=== YOUR INSTRUCTIONS ===
In the data below, find every line with the word "Mutex" and copy it.

=== RAW DATA ===
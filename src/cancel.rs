//! Cooperative cancellation for long-running pipeline steps.
//!
//! A [`CancelSignal`] is shared between the caller (who may abort a job, e.g.
//! on Ctrl-C) and the rasteriser (which races the external process against
//! [`CancelSignal::cancelled`]). Clones observe the same flag. A signal may
//! also carry a deadline; reaching it resolves `cancelled()` with
//! [`CancelReason::TimedOut`] without touching the shared flag, so a timeout
//! on one step never cancels the caller's other work.

use std::fmt;
use std::sync::Arc;
use std::time::Duration;
use tokio::sync::watch;
use tokio::time::Instant;

/// Why [`CancelSignal::cancelled`] resolved.
#[derive(Debug, Clone, Copy, PartialEq, Eq)]
pub enum CancelReason {
    /// [`CancelSignal::cancel`] was called on this signal or a clone.
    Aborted,
    /// The signal's deadline passed.
    TimedOut(Duration),
}

impl fmt::Display for CancelReason {
    fn fmt(&self, f: &mut fmt::Formatter<'_>) -> fmt::Result {
        match self {
            CancelReason::Aborted => f.write_str("cancelled by caller"),
            CancelReason::TimedOut(d) => write!(f, "timed out after {}s", d.as_secs_f32()),
        }
    }
}

#[derive(Debug, Clone, Copy)]
struct Deadline {
    at: Instant,
    budget: Duration,
}

/// Shared cancellation flag with an optional deadline.
#[derive(Debug, Clone)]
pub struct CancelSignal {
    tx: Arc<watch::Sender<bool>>,
    deadline: Option<Deadline>,
}

impl Default for CancelSignal {
    fn default() -> Self {
        Self::new()
    }
}

impl CancelSignal {
    /// A signal that only resolves when [`cancel`](Self::cancel) is called.
    pub fn new() -> Self {
        let (tx, _rx) = watch::channel(false);
        Self {
            tx: Arc::new(tx),
            deadline: None,
        }
    }

    /// A view of this signal that additionally times out after `timeout`.
    ///
    /// The returned signal shares the cancel flag. If this signal already
    /// has an earlier deadline, that one is kept. A timeout too large to
    /// represent as an instant adds no deadline.
    pub fn with_timeout(&self, timeout: Duration) -> Self {
        let candidate = Instant::now().checked_add(timeout).map(|at| Deadline {
            at,
            budget: timeout,
        });
        let deadline = match (self.deadline, candidate) {
            (Some(existing), Some(c)) if existing.at <= c.at => Some(existing),
            (existing, None) => existing,
            (_, c) => c,
        };
        Self {
            tx: Arc::clone(&self.tx),
            deadline,
        }
    }

    /// Request cancellation. Idempotent; wakes every pending `cancelled()`.
    pub fn cancel(&self) {
        self.tx.send_replace(true);
    }

    /// `true` once [`cancel`](Self::cancel) has been called. Deadlines are
    /// not considered.
    pub fn is_cancelled(&self) -> bool {
        *self.tx.borrow()
    }

    /// Resolve when the signal is cancelled or its deadline passes.
    pub async fn cancelled(&self) -> CancelReason {
        let mut rx = self.tx.subscribe();
        let flag = async move {
            // The sender lives as long as `self`, so the channel cannot close
            // while this future is polled.
            let _ = rx.wait_for(|v| *v).await;
            CancelReason::Aborted
        };
        match self.deadline {
            None => flag.await,
            Some(d) => tokio::select! {
                biased;
                reason = flag => reason,
                _ = tokio::time::sleep_until(d.at) => CancelReason::TimedOut(d.budget),
            },
        }
    }
}
//! CLI binary for pdf-freezer.
//!
//! A thin shim over [`FreezerApp`]: maps flags to [`ProcessOverrides`],
//! drives the counter and settings operations, and prints results.

use anyhow::{bail, Context, Result};
use clap::{Args, Parser, Subcommand};
use indicatif::{ProgressBar, ProgressStyle};
use pdf_freezer::{
    default_data_dir, CancelSignal, CompressionTier, FontSource, FreezeProgressCallback,
    FreezeReport, FreezerApp, OverlayCorner, ProcessOverrides,
};
use std::fs::OpenOptions;
use std::io;
use std::path::{Path, PathBuf};
use std::sync::{Arc, Mutex};
use std::time::Duration;
use tracing_subscriber::layer::SubscriberExt;
use tracing_subscriber::util::SubscriberInitExt;
use tracing_subscriber::{fmt, EnvFilter, Layer};

// ── ANSI colour helpers (no extra deps) ──────────────────────────────────────

fn green(s: &str) -> String {
    format!("\x1b[32m{s}\x1b[0m")
}
fn red(s: &str) -> String {
    format!("\x1b[31m{s}\x1b[0m")
}
fn dim(s: &str) -> String {
    format!("\x1b[2m{s}\x1b[0m")
}
fn bold(s: &str) -> String {
    format!("\x1b[1m{s}\x1b[0m")
}
fn cyan(s: &str) -> String {
    format!("\x1b[36m{s}\x1b[0m")
}

// ── CLI progress callback using indicatif ────────────────────────────────────

const TICKS: &[&str] = &["⠋", "⠙", "⠹", "⠸", "⠼", "⠴", "⠦", "⠧", "⠇", "⠏", "⠿"];

/// Terminal progress: a spinner while Ghostscript runs, then a page bar
/// while the output document is assembled. A fresh bar is drawn per file.
struct CliProgressCallback {
    bar: Mutex<Option<ProgressBar>>,
}

impl CliProgressCallback {
    fn new() -> Arc<Self> {
        Arc::new(Self {
            bar: Mutex::new(None),
        })
    }

    fn with_bar(&self, f: impl FnOnce(&ProgressBar)) {
        if let Some(ref bar) = *self.bar.lock().unwrap() {
            f(bar);
        }
    }

    /// Clear the current bar, e.g. after a failed job.
    fn clear(&self) {
        if let Some(bar) = self.bar.lock().unwrap().take() {
            bar.finish_and_clear();
        }
    }
}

=== TASK SOLUTION ===
use std::sync::{Arc, Mutex};
    bar: Mutex<Option<ProgressBar>>,
            bar: Mutex::new(None),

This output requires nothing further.